Taking stock of where we are, who we are, and taking time to reflect, to introspect, to dive deep into the archive of the mind & body and into our energetic field, is so important.
I feel like I’ve learnt so much more about myself over the last three weeks through my own inquiry. Through staying curious. Through staying open & receptive to the answers that maybe I didn’t want to hear - but that I needed to.
Doing the work doesn’t need to be arduous. It can be slow and steady. It doesn’t have to look painful with tears & late nights, but it might. It can also be breathing deep sighs of relief, or hours of rest, or feeling understanding and forgiveness on a cellular level.
Even if you don’t have three weeks to spare - a privilege, I know! - I invite you to start the inquiry. To start to journey within. You don’t necessarily need a coach or a therapist - you might want one, yes - but we can start a lot of the work our self.
Remember, only we have the answers. Only we know ourselves like we do.
Meditation & Journal prompts for inquiry:
Firstly, start by grounding yourself, find your safe or sacred space. Somewhere you won’t be disturbed. Somewhere you feel you can be you.
Sit comfortably, start to feel heavy, notice the floor solid and strong beneath you. Now place one hand on your heart and one hand on your womb.

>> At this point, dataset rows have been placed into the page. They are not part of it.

//! Query evaluation, ranking and result shaping.

pub mod evaluator;
pub mod params;
pub mod result;
pub mod sort;


pub use evaluator::execute;
pub use params::{RawSortField, SearchParams};
pub use result::{FacetCount, FacetValueCount, GroupedHit, Hit, SearchResponse};
pub use sort::{SortDirection, SortKey, TEXT_MATCH_FIELD};
//! Configuration error types.

use thiserror::Error;

/// Errors that can occur during configuration loading and validation.
#[derive(Debug, Error)]
pub enum ConfigError {
    /// A numeric setting could not be parsed.
    #[error("failed to parse {name}='{value}': {source}")]
    NumberParseError {
        name: &'static str,
        value: String,
        #[source]
        source: std::num::ParseIntError,
    },

    /// Cache capacity must be non-zero.
    #[error("invalid cache capacity '{value}': must be greater than 0")]
    InvalidCacheCapacity { value: u64 },

    /// Cache TTL must be non-zero.
    #[error("invalid cache ttl '{value}': must be greater than 0")]
    InvalidCacheTtl { value: u32 },
}
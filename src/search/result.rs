//! Search response types.

use std::collections::BTreeMap;

use serde::Serialize;
use serde_json::Value;

/// One ranked hit.
#[derive(Debug, Clone, Serialize)]
pub struct Hit {
    pub document: Value,
    #[serde(skip_serializing_if = "Option::is_none")]
    pub curated: Option<bool>,
    pub text_match: u64,
    /// Rounded great-circle distance per geo sort field, when geo sorting.
    #[serde(skip_serializing_if = "BTreeMap::is_empty")]
    pub geo_distance_meters: BTreeMap<String, i64>,
}

impl Hit {
    pub fn doc_id(&self) -> &str {
        self.document
            .get("id")
            .and_then(Value::as_str)
            .unwrap_or_default()
    }
}

/// A group of hits sharing the same group-by value tuple.
#[derive(Debug, Clone, Serialize)]
pub struct GroupedHit {
    pub group_key: Vec<Value>,
    pub hits: Vec<Hit>,
}

/// Per-field facet value counts.
#[derive(Debug, Clone, Serialize)]
pub struct FacetCount {
    pub field_name: String,
    pub counts: Vec<FacetValueCount>,
}

#[derive(Debug, Clone, Serialize)]
pub struct FacetValueCount {
    pub value: String,
    pub count: u64,
}

/// The shaped result of one search.
#[derive(Debug, Clone, Serialize)]
pub struct SearchResponse {
    /// Matching count after overrides and hide filters; group count when
    /// grouping is active.
    pub found: usize,
    /// Total live documents in the collection.
    pub out_of: usize,
    pub page: usize,
    pub hits: Vec<Hit>,
    #[serde(skip_serializing_if = "Vec::is_empty")]
    pub grouped_hits: Vec<GroupedHit>,
    #[serde(skip_serializing_if = "Vec::is_empty")]
    pub facet_counts: Vec<FacetCount>,
}

impl SearchResponse {
    /// Hit document ids in rank order, a convenience for assertions.
    pub fn hit_ids(&self) -> Vec<&str> {
        self.hits.iter().map(Hit::doc_id).collect()
    }
}
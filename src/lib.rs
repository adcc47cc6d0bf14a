//! Findex library crate: the query-time core of a document search engine.
//!
//! # Public API Surface
//!
//! The exports are organized by module:
//!
//! ## Core Types (Stable)
//! - [`SearchCore`], [`CollectionHandle`] - Request pipeline and collection registry
//! - [`Config`], [`ConfigError`] - Environment-backed configuration
//! - [`Error`] - Five-kind error taxonomy with HTTP code mapping
//!
//! ## Query Evaluation
//! - [`SearchParams`], [`RawSortField`] - Effective request parameters
//! - [`SearchResponse`], [`Hit`], [`GroupedHit`], [`FacetCount`] - Shaped results
//! - [`SortKey`], [`SortDirection`] - Validated sort keys (numeric, text match, geo)
//!
//! ## Curation & Synonyms
//! - [`Override`], [`OverrideIndex`] - Query rewriting, pinning, hiding, dynamic filters
//! - [`Synonym`], [`SynonymIndex`] - One-way/multi-way expansion and reduction
//!
//! ## Authentication
//! - [`AuthManager`], [`ApiKey`], [`AuthResult`] - Key table and scoped-key verification
//! - [`generate_scoped_key`] - Scoped-key wire format construction
//!
//! ## Infrastructure
//! - [`Store`], [`MemoryStore`], [`StoreStatus`] - Key-value store seam
//! - [`ResponseCache`], [`CachedResponse`] - Fingerprint-keyed response cache
//! - [`ParamMap`] - Canonical request parameters with merge precedence
//! - Hashing functions for request fingerprints

pub mod auth;
pub mod cache;
pub mod collection;
pub mod config;
pub mod constants;
pub mod curation;
pub mod error;
pub mod hashing;
pub mod params;
pub mod pipeline;
pub mod schema;
pub mod search;
pub mod store;
pub mod synonym;
pub mod tokenizer;

pub use auth::{generate_scoped_key, ApiKey, AuthManager, AuthResult};
pub use cache::{CachedResponse, ResponseCache};
pub use collection::{Collection, FilterClause, FilterExpr};
pub use config::{Config, ConfigError};
pub use curation::{CurationOutcome, Include, MatchType, Override, OverrideIndex};
pub use error::{Error, Result};
pub use hashing::{hash_request, hash_to_u64};
pub use params::ParamMap;
pub use pipeline::{CollectionHandle, SearchCore};
pub use schema::{Field, FieldType, Schema};
pub use search::{
    FacetCount, FacetValueCount, GroupedHit, Hit, RawSortField, SearchParams, SearchResponse,
    SortDirection, SortKey, TEXT_MATCH_FIELD,
};
pub use store::{MemoryStore, ScanIter, Store, StoreStatus};
pub use synonym::{Synonym, SynonymIndex};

Take a few centring breaths, deep into the chest space, expanding your heart, filling your lungs up with fresh life force. On the next breath send that breath down into the womb space & swirl it around. Feel it fill up this sacred portal.
Open to it. Welcome and accept any emotions & memories that come through.
Then, ask yourself;
How can I love myself more?
Where can I open to forgive? / What more do I need to forgive?
What are the lessons that have most influenced me in how I have I grown into the person I am today?
If I could tell my ten-year-old-self one thing, what would it be?
Tune into your Inner Child, feel her, hug her. Tell her you’re Sorry, Thank You, I Love You.
Free write & let her response, if any, flow through the pen.